## TRY IT
In the data, find the word "GridBounds" and copy out every line that has it.

BEGIN DATA SHOWN

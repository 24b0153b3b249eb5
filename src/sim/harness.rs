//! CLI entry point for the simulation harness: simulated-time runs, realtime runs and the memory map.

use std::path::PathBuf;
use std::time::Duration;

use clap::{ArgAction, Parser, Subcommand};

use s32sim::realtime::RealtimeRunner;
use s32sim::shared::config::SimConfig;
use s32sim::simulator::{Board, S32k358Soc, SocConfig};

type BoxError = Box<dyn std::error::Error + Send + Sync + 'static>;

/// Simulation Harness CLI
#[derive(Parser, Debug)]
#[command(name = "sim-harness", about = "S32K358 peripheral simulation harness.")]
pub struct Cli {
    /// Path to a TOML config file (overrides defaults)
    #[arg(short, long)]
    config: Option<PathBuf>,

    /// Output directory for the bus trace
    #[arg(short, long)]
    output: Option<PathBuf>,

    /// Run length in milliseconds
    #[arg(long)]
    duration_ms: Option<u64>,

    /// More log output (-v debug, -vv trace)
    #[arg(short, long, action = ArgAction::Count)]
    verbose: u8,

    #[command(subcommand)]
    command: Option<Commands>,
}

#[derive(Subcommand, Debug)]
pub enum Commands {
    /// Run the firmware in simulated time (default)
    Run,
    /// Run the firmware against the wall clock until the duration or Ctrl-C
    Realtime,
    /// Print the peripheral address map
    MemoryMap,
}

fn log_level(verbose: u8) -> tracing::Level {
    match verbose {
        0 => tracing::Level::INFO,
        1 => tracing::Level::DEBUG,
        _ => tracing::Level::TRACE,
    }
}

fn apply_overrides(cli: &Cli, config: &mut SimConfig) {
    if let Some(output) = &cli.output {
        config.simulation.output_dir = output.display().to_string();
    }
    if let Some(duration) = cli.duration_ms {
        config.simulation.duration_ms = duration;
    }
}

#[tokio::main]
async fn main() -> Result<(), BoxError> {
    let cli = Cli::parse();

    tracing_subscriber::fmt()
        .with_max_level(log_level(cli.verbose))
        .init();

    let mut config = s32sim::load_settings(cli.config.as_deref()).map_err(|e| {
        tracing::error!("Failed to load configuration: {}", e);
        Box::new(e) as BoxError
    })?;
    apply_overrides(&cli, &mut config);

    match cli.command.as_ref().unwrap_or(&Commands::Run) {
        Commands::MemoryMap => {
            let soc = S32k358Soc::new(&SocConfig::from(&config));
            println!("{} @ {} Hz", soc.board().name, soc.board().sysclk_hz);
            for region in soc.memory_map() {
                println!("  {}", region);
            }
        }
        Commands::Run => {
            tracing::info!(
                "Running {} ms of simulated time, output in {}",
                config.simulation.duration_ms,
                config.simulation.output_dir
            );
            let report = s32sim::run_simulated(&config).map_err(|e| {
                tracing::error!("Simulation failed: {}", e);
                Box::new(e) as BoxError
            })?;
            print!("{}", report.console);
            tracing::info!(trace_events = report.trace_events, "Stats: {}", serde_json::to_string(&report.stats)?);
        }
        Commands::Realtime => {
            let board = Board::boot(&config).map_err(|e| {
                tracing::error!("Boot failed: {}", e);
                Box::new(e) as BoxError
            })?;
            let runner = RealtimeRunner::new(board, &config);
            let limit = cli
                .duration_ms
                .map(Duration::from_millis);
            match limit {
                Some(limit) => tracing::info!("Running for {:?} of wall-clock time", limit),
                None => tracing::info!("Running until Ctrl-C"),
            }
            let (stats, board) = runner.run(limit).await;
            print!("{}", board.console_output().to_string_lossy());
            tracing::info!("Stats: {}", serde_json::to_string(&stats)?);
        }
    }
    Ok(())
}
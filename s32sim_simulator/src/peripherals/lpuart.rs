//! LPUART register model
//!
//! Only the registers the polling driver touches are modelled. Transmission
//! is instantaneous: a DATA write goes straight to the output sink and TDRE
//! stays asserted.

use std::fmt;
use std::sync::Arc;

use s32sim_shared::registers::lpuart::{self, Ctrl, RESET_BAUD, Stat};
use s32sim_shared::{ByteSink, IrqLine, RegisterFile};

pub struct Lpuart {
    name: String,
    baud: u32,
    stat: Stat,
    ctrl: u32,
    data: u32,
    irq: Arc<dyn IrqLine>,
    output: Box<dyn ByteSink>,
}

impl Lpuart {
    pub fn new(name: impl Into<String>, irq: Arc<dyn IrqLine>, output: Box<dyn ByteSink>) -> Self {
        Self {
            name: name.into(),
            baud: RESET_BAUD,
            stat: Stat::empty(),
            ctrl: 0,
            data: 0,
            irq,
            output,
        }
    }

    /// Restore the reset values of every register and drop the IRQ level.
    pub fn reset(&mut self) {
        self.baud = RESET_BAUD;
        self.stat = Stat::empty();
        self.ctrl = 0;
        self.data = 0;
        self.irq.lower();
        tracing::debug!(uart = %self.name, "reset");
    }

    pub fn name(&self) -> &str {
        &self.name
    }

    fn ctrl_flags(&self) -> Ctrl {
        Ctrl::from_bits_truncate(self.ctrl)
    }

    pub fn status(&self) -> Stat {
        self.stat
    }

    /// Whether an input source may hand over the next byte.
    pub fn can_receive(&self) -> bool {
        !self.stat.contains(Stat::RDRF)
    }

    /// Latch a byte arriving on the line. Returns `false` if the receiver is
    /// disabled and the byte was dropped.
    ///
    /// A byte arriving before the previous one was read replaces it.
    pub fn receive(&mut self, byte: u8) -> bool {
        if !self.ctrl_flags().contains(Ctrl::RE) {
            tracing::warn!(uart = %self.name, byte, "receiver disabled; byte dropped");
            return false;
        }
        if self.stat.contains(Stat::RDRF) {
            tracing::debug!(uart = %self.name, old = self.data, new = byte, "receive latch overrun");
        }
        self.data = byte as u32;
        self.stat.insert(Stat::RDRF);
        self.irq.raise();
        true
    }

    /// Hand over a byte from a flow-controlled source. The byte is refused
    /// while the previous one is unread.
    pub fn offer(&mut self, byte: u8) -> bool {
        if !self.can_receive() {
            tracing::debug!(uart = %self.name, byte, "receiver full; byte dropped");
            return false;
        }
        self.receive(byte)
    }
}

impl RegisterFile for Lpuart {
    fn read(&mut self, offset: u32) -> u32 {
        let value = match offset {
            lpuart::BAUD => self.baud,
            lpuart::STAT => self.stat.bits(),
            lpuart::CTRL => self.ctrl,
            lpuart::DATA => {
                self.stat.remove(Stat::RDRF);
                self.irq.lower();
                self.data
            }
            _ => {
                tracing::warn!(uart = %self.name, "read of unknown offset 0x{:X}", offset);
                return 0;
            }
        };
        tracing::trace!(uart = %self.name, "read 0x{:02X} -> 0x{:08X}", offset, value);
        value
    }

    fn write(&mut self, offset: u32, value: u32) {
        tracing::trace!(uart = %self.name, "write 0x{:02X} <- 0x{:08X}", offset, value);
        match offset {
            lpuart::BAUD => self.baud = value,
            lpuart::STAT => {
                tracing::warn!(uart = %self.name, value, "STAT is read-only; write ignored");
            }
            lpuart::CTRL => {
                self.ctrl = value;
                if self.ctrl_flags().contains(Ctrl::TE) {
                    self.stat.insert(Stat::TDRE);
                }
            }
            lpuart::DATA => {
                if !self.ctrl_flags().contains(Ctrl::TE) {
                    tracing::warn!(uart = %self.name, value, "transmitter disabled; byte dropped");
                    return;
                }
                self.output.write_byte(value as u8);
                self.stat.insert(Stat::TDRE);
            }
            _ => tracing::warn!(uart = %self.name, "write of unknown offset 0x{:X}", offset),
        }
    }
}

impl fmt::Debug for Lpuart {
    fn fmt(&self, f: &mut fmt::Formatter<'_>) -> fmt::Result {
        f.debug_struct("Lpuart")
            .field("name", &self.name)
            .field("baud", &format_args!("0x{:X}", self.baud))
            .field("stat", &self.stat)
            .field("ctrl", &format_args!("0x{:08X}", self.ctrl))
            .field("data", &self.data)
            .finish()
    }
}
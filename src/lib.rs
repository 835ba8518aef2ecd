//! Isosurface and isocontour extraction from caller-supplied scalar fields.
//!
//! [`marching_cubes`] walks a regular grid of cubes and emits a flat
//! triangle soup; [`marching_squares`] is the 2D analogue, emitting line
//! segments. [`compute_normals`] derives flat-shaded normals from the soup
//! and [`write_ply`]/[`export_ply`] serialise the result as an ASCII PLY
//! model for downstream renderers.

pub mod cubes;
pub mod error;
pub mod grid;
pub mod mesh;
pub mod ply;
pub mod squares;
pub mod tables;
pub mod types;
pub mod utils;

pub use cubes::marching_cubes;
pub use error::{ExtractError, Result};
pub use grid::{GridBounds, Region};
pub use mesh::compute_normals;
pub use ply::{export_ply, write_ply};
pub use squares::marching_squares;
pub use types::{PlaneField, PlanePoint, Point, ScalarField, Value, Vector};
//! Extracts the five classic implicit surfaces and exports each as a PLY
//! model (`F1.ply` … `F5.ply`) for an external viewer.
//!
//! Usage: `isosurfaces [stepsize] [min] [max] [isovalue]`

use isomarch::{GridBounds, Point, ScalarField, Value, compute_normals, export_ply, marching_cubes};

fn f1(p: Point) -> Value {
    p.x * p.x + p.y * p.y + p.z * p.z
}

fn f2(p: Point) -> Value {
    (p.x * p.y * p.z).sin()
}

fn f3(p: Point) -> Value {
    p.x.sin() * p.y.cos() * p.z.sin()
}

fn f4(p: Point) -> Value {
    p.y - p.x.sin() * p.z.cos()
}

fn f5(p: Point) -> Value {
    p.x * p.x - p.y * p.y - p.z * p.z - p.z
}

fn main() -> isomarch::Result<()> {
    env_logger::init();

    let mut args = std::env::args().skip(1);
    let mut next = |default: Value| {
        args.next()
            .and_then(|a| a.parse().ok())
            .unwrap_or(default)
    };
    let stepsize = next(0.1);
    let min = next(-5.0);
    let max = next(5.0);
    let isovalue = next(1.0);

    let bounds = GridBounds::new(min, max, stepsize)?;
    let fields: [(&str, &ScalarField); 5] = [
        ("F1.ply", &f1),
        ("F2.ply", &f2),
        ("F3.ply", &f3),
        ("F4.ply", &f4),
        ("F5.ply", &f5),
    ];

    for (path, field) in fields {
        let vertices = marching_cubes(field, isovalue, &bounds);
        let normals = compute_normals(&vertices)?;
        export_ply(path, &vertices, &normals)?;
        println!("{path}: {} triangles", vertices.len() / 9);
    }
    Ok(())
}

END DATA SHOWN

## EXERCISE ANSWER
pub use grid::{GridBounds, Region};
use isomarch::{GridBounds, Point, ScalarField, Value, compute_normals, export_ply, marching_cubes};
    let bounds = GridBounds::new(min, max, stepsize)?;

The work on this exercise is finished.